Second, the house is heated and cooled via a geothermal heat pump that uses a 3-acre pond on the property as the heat source (winter) or heat sink (summer).  Measured performance last winter showed that for every 1 kW of electricity used, 6 kW of heat was extracted from the pond and distributed around the house either via radiant floor heating (preferred) or via forced air.   During the summer, heat is pumped from the house into the pond and the cooled air is circulated around the house via forced air ducts.  The house is divided into various zones for heating and cooling and temperatures are controlled using 13 thermostats.  Considerable federal tax credits (30% uncapped) are offered for installation of geothermal heat pumps, as the federal government recognizes geothermal as the most efficient way of heating and cooling a house.

While an airtight house is very good from a heating and cooling efficiency standpoint, air quality can suffer if outside and inside air are not exchanged on a regular basis.  This is the job of our Energy Recovery Ventilation (“ERV”) system that allows exchange of outside and inside air while using a heat (and moisture) exchanger to recover most of the energy used to heat or cool the inside air. 

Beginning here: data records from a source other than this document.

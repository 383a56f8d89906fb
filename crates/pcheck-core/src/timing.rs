//! Timing extraction from the two browser performance APIs
//!
//! | Source | Browser API | `frontend_performance` |
//! |--------|-------------|------------------------|
//! | [`NavigationEntry`] | `performance.getEntriesByType("navigation")[0]` | `duration` |
//! | [`LegacyTiming`] | `performance.timing` | `loadEventEnd - navigationStart` |
//!
//! Both report `dns_cache_time` as the raw `domainLookupStart` timestamp
//! rather than a duration. Collected data depends on that value, so it is
//! kept as is.
//!
//! Nothing here validates or clamps: zero, missing or out-of-order
//! timestamps produce zero or negative fields.

use serde::{Deserialize, Serialize};

use crate::error::BeaconResult;
use crate::record::TimingMetrics;

/// Something that can be turned into the ten timing fields
pub trait TimingSource {
    /// Short label for diagnostics
    fn kind(&self) -> &'static str;

    fn timing_metrics(&self) -> TimingMetrics;
}

/// A `PerformanceNavigationTiming` entry (relative timestamps).
///
/// Deserializes from the entry's `toJSON()` output; absent fields read as 0.
#[derive(Clone, Copy, Debug, Default, PartialEq, Serialize, Deserialize)]
#[serde(rename_all = "camelCase", default)]
pub struct NavigationEntry {
    pub duration: f64,
    pub unload_event_start: f64,
    pub unload_event_end: f64,
    pub redirect_start: f64,
    pub redirect_end: f64,
    pub domain_lookup_start: f64,
    pub domain_lookup_end: f64,
    pub connect_start: f64,
    pub connect_end: f64,
    pub request_start: f64,
    pub response_start: f64,
    pub response_end: f64,
    pub dom_content_loaded_event_start: f64,
    pub dom_content_loaded_event_end: f64,
    pub load_event_start: f64,
    pub load_event_end: f64,
}

impl TimingSource for NavigationEntry {
    fn kind(&self) -> &'static str {
        "navigation"
    }

    fn timing_metrics(&self) -> TimingMetrics {
        TimingMetrics {
            frontend_performance: self.duration,
            dns_time: self.domain_lookup_end - self.domain_lookup_start,
            redirect_time: self.redirect_end - self.redirect_start,
            dom_load_time: self.dom_content_loaded_event_end - self.dom_content_loaded_event_start,
            ttfb_time: self.response_start - self.request_start,
            content_load_time: self.load_event_start - self.response_end,
            onload_callback_time: self.load_event_end - self.load_event_start,
            dns_cache_time: self.domain_lookup_start,
            unload_time: self.unload_event_end - self.unload_event_start,
            tcp_handshake_time: self.connect_end - self.connect_start,
        }
    }
}

/// The deprecated `performance.timing` object (epoch milliseconds)
#[derive(Clone, Copy, Debug, Default, PartialEq, Serialize, Deserialize)]
#[serde(rename_all = "camelCase", default)]
pub struct LegacyTiming {
    pub navigation_start: f64,
    pub unload_event_start: f64,
    pub unload_event_end: f64,
    pub redirect_start: f64,
    pub redirect_end: f64,
    pub domain_lookup_start: f64,
    pub domain_lookup_end: f64,
    pub connect_start: f64,
    pub connect_end: f64,
    pub request_start: f64,
    pub response_start: f64,
    pub response_end: f64,
    pub dom_content_loaded_event_start: f64,
    pub dom_content_loaded_event_end: f64,
    pub load_event_start: f64,
    pub load_event_end: f64,
}

impl TimingSource for LegacyTiming {
    fn kind(&self) -> &'static str {
        "legacy"
    }

    fn timing_metrics(&self) -> TimingMetrics {
        TimingMetrics {
            frontend_performance: self.load_event_end - self.navigation_start,
            dns_time: self.domain_lookup_end - self.domain_lookup_start,
            redirect_time: self.redirect_end - self.redirect_start,
            dom_load_time: self.dom_content_loaded_event_end - self.dom_content_loaded_event_start,
            ttfb_time: self.response_start - self.request_start,
            content_load_time: self.load_event_start - self.response_end,
            onload_callback_time: self.load_event_end - self.load_event_start,
            dns_cache_time: self.domain_lookup_start,
            unload_time: self.unload_event_end - self.unload_event_start,
            tcp_handshake_time: self.connect_end - self.connect_start,
        }
    }
}

/// The source picked by [`detect_timing`]
#[derive(Clone, Copy, Debug, PartialEq)]
pub enum DetectedTiming {
    Navigation(NavigationEntry),
    Legacy(LegacyTiming),
}

impl TimingSource for DetectedTiming {
    fn kind(&self) -> &'static str {
        match self {
            DetectedTiming::Navigation(entry) => entry.kind(),
            DetectedTiming::Legacy(timing) => timing.kind(),
        }
    }

    fn timing_metrics(&self) -> TimingMetrics {
        match self {
            DetectedTiming::Navigation(entry) => entry.timing_metrics(),
            DetectedTiming::Legacy(timing) => timing.timing_metrics(),
        }
    }
}

/// Capability probe over the host's performance API
pub trait TimingProbe {
    /// Whether the environment exposes `PerformanceNavigationTiming`
    fn supports_navigation_timing(&self) -> bool;

    /// First entry of type `"navigation"`
    fn navigation_entry(&self) -> BeaconResult<NavigationEntry>;

    /// The legacy `performance.timing` snapshot
    fn legacy_timing(&self) -> BeaconResult<LegacyTiming>;
}

/// Probe the environment once and read from whichever API it offers.
///
/// Feature detection decides the branch; a modern environment that has no
/// navigation entry is an error, not a silent fallback.
pub fn detect_timing<P: TimingProbe + ?Sized>(probe: &P) -> BeaconResult<DetectedTiming> {
    if probe.supports_navigation_timing() {
        probe.navigation_entry().map(DetectedTiming::Navigation)
    } else {
        probe.legacy_timing().map(DetectedTiming::Legacy)
    }
}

Third, we have installed energy efficient appliances and lighting, including extensive use of LED lighting fixtures and bulbs (there are no inefficient incandescent light bulbs in the house).  Our cook top is an induction cook top manufactured by Miele.  Not only is an induction cook top the most energy efficient way of cooking, our decision to purchase it eliminated any need for propane in the house.  (We do have propane for our back-up generator.)  All the other kitchen appliances are also produced by Miele, which markets high end products that are relatively energy efficient.

Forth, electricity is generated on-site by a 7 kW solar array.   The house is “all electric” in that there is no other source of heat such as propane or natural gas.  Thus generation of electricity on-site is the other half of the energy efficiency/zero energy bills equation.  The house is “on-grid” and so, during the winter, we do use more electricity than we generate.  Our biggest electricity bill once we had our solar panels and PG&E net metering installed was $165 for February 2010 when we were also heating the motor home on the property using two electric space heaters.  We were pretty much breaking even by April and May and generating a $100 plus credit per month during the late spring summer months (June and July) for electricity fed back into the grid.  Thus, achieving net zero energy bills for the year seems realistic.

Fifth, the climate at our elevation (3800 feet) means that, while we have some snow in the winter, the summers are relatively cool.  This, combined with the design of the house, minimizes the need for air conditioning.  Thus we are using electricity for heat during the winter months when electricity is less expensive (e.g. <9 cents a kW hour) and putting electricity back into the grid during the summer afternoons when electricity is worth at least 31 cents a kW hour. 

These five factors combine to result in a house that is not only very comfortable, but also very energy efficient and capable of putting energy back into the grid when others need it most.